Les autorités rappellent sèchement les banques à l’ordre sur le crédit

le 03/02/2020 L'AGEFI Quotidien / Edition de 14H

Pour son fonctionnement, l’ACPR est adossée à la Banque de France.
(Photo RK.)

La réponse de la Banque de France (BdF) et de l'Autorité de contrôle prudentiel et de résolution (ACPR) aux banques françaises ne s’est pas fait attendre. Une semaine après la publication par la Fédération bancaire française (FBF) d'un observatoire des crédits aux ménages (OCM) visant à minimiser le diagnostic quelque peu alarmiste qu’avait dressé le HCSF au mois d’octobre dernier, les deux autorités rappellent sèchement les banques à l'ordre. « Certains chiffres qui circulent du côté des banques n'ont aucun fondement », tacle un communiqué commun de la BdF et de l'ACPR.

« Face à certaines dérives observées [des banques], n'attendons pas de voir surgir des problèmes de remboursement ou une crise financière : il serait trop tard pour agir », insistent les deux autorités. 

Elles rappellent ainsi deux règles nécessaires pour « pour préserver notre modèle » : une mensualité « raisonnable, qui ne dérive pas au-delà de 33 % des revenus perçus » ; et une durée de remboursement qui ne dépasse pas 25 ans.
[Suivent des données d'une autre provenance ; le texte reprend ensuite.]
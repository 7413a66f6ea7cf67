//! Launchpad Configuration
//!
//! Fixed at construction, immutable thereafter; the Rust analogue of the
//! original deployment's constructor parameters.

use lib_types::{Address, Amount, Bps};
use serde::{Deserialize, Serialize};

use lib_crypto::{address_from_public_key, PUBLIC_KEY_BYTES};

use crate::curve::MAX_BPS;
use crate::errors::{LaunchpadError, LaunchpadResult};

/// Immutable launchpad parameters.
///
/// Construction validates every invariant once; afterwards the config is
/// shared read-only by every operation.
#[derive(Debug, Clone, PartialEq, Eq, Serialize, Deserialize)]
pub struct LaunchpadConfig {
    signer_public_key: Vec<u8>,
    signer_address: Address,
    /// Global trading fee in basis points, charged on the base-asset side
    pub trading_fee_bps: Bps,
    /// External liquidity-pool router identity
    pub router: Address,
    /// Structured-message type fingerprint, agreed with the signer service
    pub create_type_fingerprint: [u8; 32],
    /// Pool-initialization fingerprint for deterministic pool derivation
    pub pool_init_fingerprint: [u8; 32],
    /// Virtual base-asset reserve seeded into every new market
    pub initial_virtual_base: Amount,
    /// Token allocation sold through the bonding curve
    pub curve_allocation: Amount,
    /// Token allocation reserved for the graduation handoff
    pub graduation_allocation: Amount,
}

impl LaunchpadConfig {
    /// Validate and freeze the launchpad parameters.
    #[allow(clippy::too_many_arguments)]
    pub fn new(
        signer_public_key: Vec<u8>,
        trading_fee_bps: Bps,
        router: Address,
        create_type_fingerprint: [u8; 32],
        pool_init_fingerprint: [u8; 32],
        initial_virtual_base: Amount,
        curve_allocation: Amount,
        graduation_allocation: Amount,
    ) -> LaunchpadResult<Self> {
        if signer_public_key.len() != PUBLIC_KEY_BYTES {
            return Err(LaunchpadError::InvalidConfig(format!(
                "signer public key must be {} bytes, got {}",
                PUBLIC_KEY_BYTES,
                signer_public_key.len()
            )));
        }
        if trading_fee_bps > MAX_BPS {
            return Err(LaunchpadError::InvalidConfig(format!(
                "trading fee {} exceeds {} bps",
                trading_fee_bps, MAX_BPS
            )));
        }
        if router.is_zero() {
            return Err(LaunchpadError::InvalidConfig(
                "router address cannot be zero".to_string(),
            ));
        }
        if initial_virtual_base == 0 {
            return Err(LaunchpadError::InvalidConfig(
                "initial virtual base reserve cannot be zero".to_string(),
            ));
        }
        if curve_allocation == 0 || graduation_allocation == 0 {
            return Err(LaunchpadError::InvalidConfig(
                "token allocations cannot be zero".to_string(),
            ));
        }
        // the fixed total supply must fit the Amount width
        if curve_allocation.checked_add(graduation_allocation).is_none() {
            return Err(LaunchpadError::InvalidConfig(
                "total supply overflows".to_string(),
            ));
        }

        let signer_address = Address::new(address_from_public_key(&signer_public_key));

        Ok(Self {
            signer_public_key,
            signer_address,
            trading_fee_bps,
            router,
            create_type_fingerprint,
            pool_init_fingerprint,
            initial_virtual_base,
            curve_allocation,
            graduation_allocation,
        })
    }

    /// The trusted signer's public key bytes
    pub fn signer_public_key(&self) -> &[u8] {
        &self.signer_public_key
    }

    /// The address derived from the trusted signer's public key
    pub fn signer_address(&self) -> Address {
        self.signer_address
    }

    /// Fixed total supply of every issued token
    pub fn total_supply(&self) -> Amount {
        // checked at construction
        self.curve_allocation + self.graduation_allocation
    }
}

#[cfg(test)]
mod tests {
    use super::*;
    use lib_crypto::SignerKeypair;

    fn config_with(f: impl FnOnce(&mut ConfigArgs)) -> LaunchpadResult<LaunchpadConfig> {
        let signer = SignerKeypair::generate(Some(&[1u8; 32]));
        let mut args = ConfigArgs {
            signer_public_key: signer.public_key().to_vec(),
            trading_fee_bps: 300,
            router: Address::new([9u8; 32]),
            initial_virtual_base: 500,
            curve_allocation: 1_000,
            graduation_allocation: 1_000,
        };
        f(&mut args);
        LaunchpadConfig::new(
            args.signer_public_key,
            args.trading_fee_bps,
            args.router,
            [0xaa; 32],
            [0xbb; 32],
            args.initial_virtual_base,
            args.curve_allocation,
            args.graduation_allocation,
        )
    }

    struct ConfigArgs {
        signer_public_key: Vec<u8>,
        trading_fee_bps: Bps,
        router: Address,
        initial_virtual_base: Amount,
        curve_allocation: Amount,
        graduation_allocation: Amount,
    }

    #[test]
    fn test_valid_config() {
        let config = config_with(|_| {}).unwrap();
        assert_eq!(config.trading_fee_bps, 300);
        assert_eq!(config.total_supply(), 2_000);
        assert!(!config.signer_address().is_zero());
    }

    #[test]
    fn test_fee_above_max_rejected() {
        assert!(matches!(
            config_with(|a| a.trading_fee_bps = 10_001),
            Err(LaunchpadError::InvalidConfig(_))
        ));
    }

    #[test]
    fn test_zero_router_rejected() {
        assert!(matches!(
            config_with(|a| a.router = Address::zero()),
            Err(LaunchpadError::InvalidConfig(_))
        ));
    }

    #[test]
    fn test_zero_reserves_rejected() {
        assert!(config_with(|a| a.initial_virtual_base = 0).is_err());
        assert!(config_with(|a| a.curve_allocation = 0).is_err());
        assert!(config_with(|a| a.graduation_allocation = 0).is_err());
    }

    #[test]
    fn test_supply_overflow_rejected() {
        assert!(config_with(|a| {
            a.curve_allocation = Amount::MAX;
            a.graduation_allocation = 1;
        })
        .is_err());
    }

    #[test]
    fn test_bad_key_length_rejected() {
        assert!(matches!(
            config_with(|a| a.signer_public_key = vec![0u8; 31]),
            Err(LaunchpadError::InvalidConfig(_))
        ));
    }

    #[test]
    fn test_signer_address_matches_keypair() {
        let signer = SignerKeypair::generate(Some(&[1u8; 32]));
        let config = config_with(|_| {}).unwrap();
        assert_eq!(config.signer_address(), Address::new(signer.address()));
    }
}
La BdF et l'ACPR attendent que les banques se tiennent à ces règles mais fixent tout de même une certaine marge. La production d'une banque en matière de crédits immobiliers pourra, jusque dans la limite de 15%, « ce qui est significatif », selon les autorités, aller au-delà de ces deux règles. « Et au sein de ces 15%, nous avons demandé que les trois quarts soient réservés aux primo-accédants, mais aussi de façon générale à tous ceux qui acquièrent leur résidence principale pour justement ne pas les exclure », ajoutent-elles.

La BdF et l'ACPR demanderont aux banques un compte-rendu dans les mois qui viennent sur « la mise en oeuvre du respect de ces deux règles de bon sens » et sur « l’application de la flexibilité prévue ».

En cas d'écarts, les autorités frapperont plus fort. Après contrôle, « s’il y avait des problèmes particuliers, nous en discuterions avec chacune d’entre elles, avant de passer éventuellement à une phase plus contraignante », avertissent la BdF et l'ACPR. Les banques sont prévenues.